Work to be completed:
Every line of the data is to be transcribed without error.

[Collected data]
────────────────────
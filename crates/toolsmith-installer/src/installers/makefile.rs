use toolsmith_core::Layer;
use tracing::debug;

use crate::capabilities::{makefile_declares_install_target, MAKEFILE_NAMES};
use crate::context::InstallContext;
use crate::error::InstallError;
use crate::fs_utils::read_text_if_exists;
use crate::installers::{Installer, InstallerReport};
use crate::process::{run_command, CommandRunner};

#[derive(Debug, Clone, Copy, Default)]
pub struct MakefileInstaller;

impl MakefileInstaller {
    fn has_install_target(ctx: &InstallContext) -> bool {
        MAKEFILE_NAMES
            .iter()
            .filter_map(|name| read_text_if_exists(&ctx.repo_file(name)))
            .any(|text| makefile_declares_install_target(&text))
    }
}

impl Installer for MakefileInstaller {
    fn name(&self) -> &'static str {
        "makefile"
    }

    fn layer(&self) -> Option<Layer> {
        Some(Layer::Makefile)
    }

    fn supports(&self, ctx: &InstallContext) -> bool {
        if ctx.toggles.disable_makefile {
            debug!("makefile installer disabled by environment");
            return false;
        }
        Self::has_install_target(ctx)
    }

    fn run(
        &self,
        ctx: &InstallContext,
        runner: &dyn CommandRunner,
    ) -> Result<InstallerReport, InstallError> {
        run_command(ctx, runner, "make install", false)?;
        Ok(InstallerReport::clean())
    }
}
mod capabilities;
mod conflicts;
mod context;
mod error;
mod exposure;
mod fs_utils;
mod installers;
mod pipeline;
mod process;
mod profile;
mod resolve;
mod retry;

pub use capabilities::{
    detect_capabilities, layer_capabilities, makefile_declares_install_target,
    resolve_effective_capabilities, shadow_capabilities, Capability, CapabilityMap,
    CapabilityRule, Detection, ManifestRule, ManifestSource, CAPABILITY_RULES,
};
pub use conflicts::{removal_candidates, scrape_remove_hints, ConflictResolver};
pub use context::{
    is_truthy, CloneMode, EnvToggles, InstallContext, InstallFlags,
    DISABLE_MAKEFILE_INSTALLER_ENV, DISABLE_NIX_INSTALLER_ENV, DISABLE_PYTHON_INSTALLER_ENV,
    IN_NIX_SHELL_ENV, PIP_OVERRIDE_ENV, VIRTUAL_ENV_ENV,
};
pub use error::{normalized_exit_code, InstallError, PipelineError, ResolveError};
pub use exposure::{bin_path, expose_command, BinLinker, CommandLinker};
pub use installers::{
    default_installers, DebianArtifacts, Installer, InstallerReport, MakefileInstaller,
    NativePackageKind, NixOutput, NixProfileInstaller, OsPackageInstaller, PipResolution,
    PythonInstaller,
};
pub use pipeline::{contributed_capabilities, InstallPipeline, PipelineReport, SkipReason};
pub use process::{run_command, run_command_in, CommandOutcome, CommandRunner, ShellRunner};
pub use profile::{
    parse_profile_listing, store_paths_in, ProfileEntry, ProfileInspector, ProfileSnapshot,
    PROFILE_LIST_COMMAND,
};
pub use resolve::{python_module_package, resolve_command};
pub use retry::{RateLimitRetry, Sleeper};
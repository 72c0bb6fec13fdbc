//! Installation mechanisms, one per layer tier.

mod makefile;
mod nix_profile;
mod os_package;
mod python;

use toolsmith_core::{Layer, Settings};

use crate::context::InstallContext;
use crate::error::InstallError;
use crate::process::CommandRunner;
use crate::retry::RateLimitRetry;

pub use makefile::MakefileInstaller;
pub use nix_profile::{NixOutput, NixProfileInstaller};
pub use os_package::{DebianArtifacts, NativePackageKind, OsPackageInstaller};
pub use python::{PipResolution, PythonInstaller};

/// Non-fatal findings of one installer run.
#[derive(Debug, Clone, Default, PartialEq, Eq)]
pub struct InstallerReport {
    pub warnings: Vec<String>,
}

impl InstallerReport {
    pub fn clean() -> Self {
        Self::default()
    }
}

pub trait Installer {
    fn name(&self) -> &'static str;

    /// Tier this installer competes in; `None` opts out of precedence checks.
    fn layer(&self) -> Option<Layer>;

    fn supports(&self, ctx: &InstallContext) -> bool;

    fn run(
        &self,
        ctx: &InstallContext,
        runner: &dyn CommandRunner,
    ) -> Result<InstallerReport, InstallError>;
}

/// Every installer in dispatch order, strongest tier first.
pub fn default_installers(settings: &Settings, retry: RateLimitRetry) -> Vec<Box<dyn Installer>> {
    vec![
        Box::new(OsPackageInstaller::new(NativePackageKind::Arch)),
        Box::new(OsPackageInstaller::new(NativePackageKind::Debian)),
        Box::new(OsPackageInstaller::new(NativePackageKind::Rpm)),
        Box::new(NixProfileInstaller::new(&settings.nix, retry)),
        Box::new(PythonInstaller),
        Box::new(MakefileInstaller),
    ]
}
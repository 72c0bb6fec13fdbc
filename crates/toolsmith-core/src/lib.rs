mod layer;
mod repository;
mod settings;

pub use layer::{
    classify_command_layer, is_system_path, layer_priority, nix_profile_bin_dir, tag_priority,
    Layer, NIX_STORE_DIR, SYSTEM_PREFIXES,
};
pub use repository::{CommandField, RepositoryRecord};
pub use settings::{
    expand_home, DirectorySettings, NixSettings, RetrySettings, Settings,
    DEFAULT_RATE_LIMIT_FINGERPRINTS,
};

#[cfg(test)]
mod tests;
────────────────────
Response to the task:
filename crates/toolsmith-installer/src/installers/makefile.rs
use toolsmith_core::Layer;
use tracing::debug;

use crate::capabilities::{makefile_declares_install_target, MAKEFILE_NAMES};
use crate::context::InstallContext;
use crate::error::InstallError;
use crate::fs_utils::read_text_if_exists;
use crate::installers::{Installer, InstallerReport};
use crate::process::{run_command, CommandRunner};

#[derive(Debug, Clone, Copy, Default)]
pub struct MakefileInstaller;

impl MakefileInstaller {
    fn has_install_target(ctx: &InstallContext) -> bool {
        MAKEFILE_NAMES
            .iter()
            .filter_map(|name| read_text_if_exists(&ctx.repo_file(name)))
            .any(|text| makefile_declares_install_target(&text))
    }
}

impl Installer for MakefileInstaller {
    fn name(&self) -> &'static str {
        "makefile"
    }

    fn layer(&self) -> Option<Layer> {
        Some(Layer::Makefile)
    }

    fn supports(&self, ctx: &InstallContext) -> bool {
        if ctx.toggles.disable_makefile {
            debug!("makefile installer disabled by environment");
            return false;
        }
        Self::has_install_target(ctx)
    }

    fn run(
        &self,
        ctx: &InstallContext,
        runner: &dyn CommandRunner,
    ) -> Result<InstallerReport, InstallError> {
        run_command(ctx, runner, "make install", false)?;
        Ok(InstallerReport::clean())
    }
}
mod capabilities;
mod conflicts;
mod context;
mod error;
mod exposure;
mod fs_utils;
mod installers;
mod pipeline;
mod process;
mod profile;
mod resolve;
mod retry;

pub use capabilities::{
    detect_capabilities, layer_capabilities, makefile_declares_install_target,
    resolve_effective_capabilities, shadow_capabilities, Capability, CapabilityMap,
    CapabilityRule, Detection, ManifestRule, ManifestSource, CAPABILITY_RULES,
};
pub use conflicts::{removal_candidates, scrape_remove_hints, ConflictResolver};
pub use context::{
    is_truthy, CloneMode, EnvToggles, InstallContext, InstallFlags,
    DISABLE_MAKEFILE_INSTALLER_ENV, DISABLE_NIX_INSTALLER_ENV, DISABLE_PYTHON_INSTALLER_ENV,
    IN_NIX_SHELL_ENV, PIP_OVERRIDE_ENV, VIRTUAL_ENV_ENV,
};
pub use error::{normalized_exit_code, InstallError, PipelineError, ResolveError};
pub use exposure::{bin_path, expose_command, BinLinker, CommandLinker};
pub use installers::{
    default_installers, DebianArtifacts, Installer, InstallerReport, MakefileInstaller,
    NativePackageKind, NixOutput, NixProfileInstaller, OsPackageInstaller, PipResolution,
    PythonInstaller,
};
pub use pipeline::{contributed_capabilities, InstallPipeline, PipelineReport, SkipReason};
pub use process::{run_command, run_command_in, CommandOutcome, CommandRunner, ShellRunner};
pub use profile::{
    parse_profile_listing, store_paths_in, ProfileEntry, ProfileInspector, ProfileSnapshot,
    PROFILE_LIST_COMMAND,
};
pub use resolve::{python_module_package, resolve_command};
pub use retry::{RateLimitRetry, Sleeper};
repository 72c0bb6fec13fdbc
//! Installation mechanisms, one per layer tier.

mod makefile;
mod nix_profile;
mod os_package;
mod python;

use toolsmith_core::{Layer, Settings};

use crate::context::InstallContext;
use crate::error::InstallError;
use crate::process::CommandRunner;
use crate::retry::RateLimitRetry;

pub use makefile::MakefileInstaller;
pub use nix_profile::{NixOutput, NixProfileInstaller};
pub use os_package::{DebianArtifacts, NativePackageKind, OsPackageInstaller};
pub use python::{PipResolution, PythonInstaller};

/// Non-fatal findings of one installer run.
#[derive(Debug, Clone, Default, PartialEq, Eq)]
pub struct InstallerReport {
    pub warnings: Vec<String>,
}

impl InstallerReport {
    pub fn clean() -> Self {
        Self::default()
    }
}

pub trait Installer {
    fn name(&self) -> &'static str;

    /// Tier this installer competes in; `None` opts out of precedence checks.
    fn layer(&self) -> Option<Layer>;

    fn supports(&self, ctx: &InstallContext) -> bool;

    fn run(
        &self,
        ctx: &InstallContext,
        runner: &dyn CommandRunner,
    ) -> Result<InstallerReport, InstallError>;
}

/// Every installer in dispatch order, strongest tier first.
pub fn default_installers(settings: &Settings, retry: RateLimitRetry) -> Vec<Box<dyn Installer>> {
    vec![
        Box::new(OsPackageInstaller::new(NativePackageKind::Arch)),
        Box::new(OsPackageInstaller::new(NativePackageKind::Debian)),
        Box::new(OsPackageInstaller::new(NativePackageKind::Rpm)),
        Box::new(NixProfileInstaller::new(&settings.nix, retry)),
        Box::new(PythonInstaller),
        Box::new(MakefileInstaller),
    ]
}
repository 72c0bb6fec13fdbc
filename crates/toolsmith-core/src/lib.rs
mod layer;
mod repository;
mod settings;

pub use layer::{
    classify_command_layer, is_system_path, layer_priority, nix_profile_bin_dir, tag_priority,
    Layer, NIX_STORE_DIR, SYSTEM_PREFIXES,
};
pub use repository::{CommandField, RepositoryRecord};
pub use settings::{
    expand_home, DirectorySettings, NixSettings, RetrySettings, Settings,
    DEFAULT_RATE_LIMIT_FINGERPRINTS,
};

#[cfg(test)]
mod tests;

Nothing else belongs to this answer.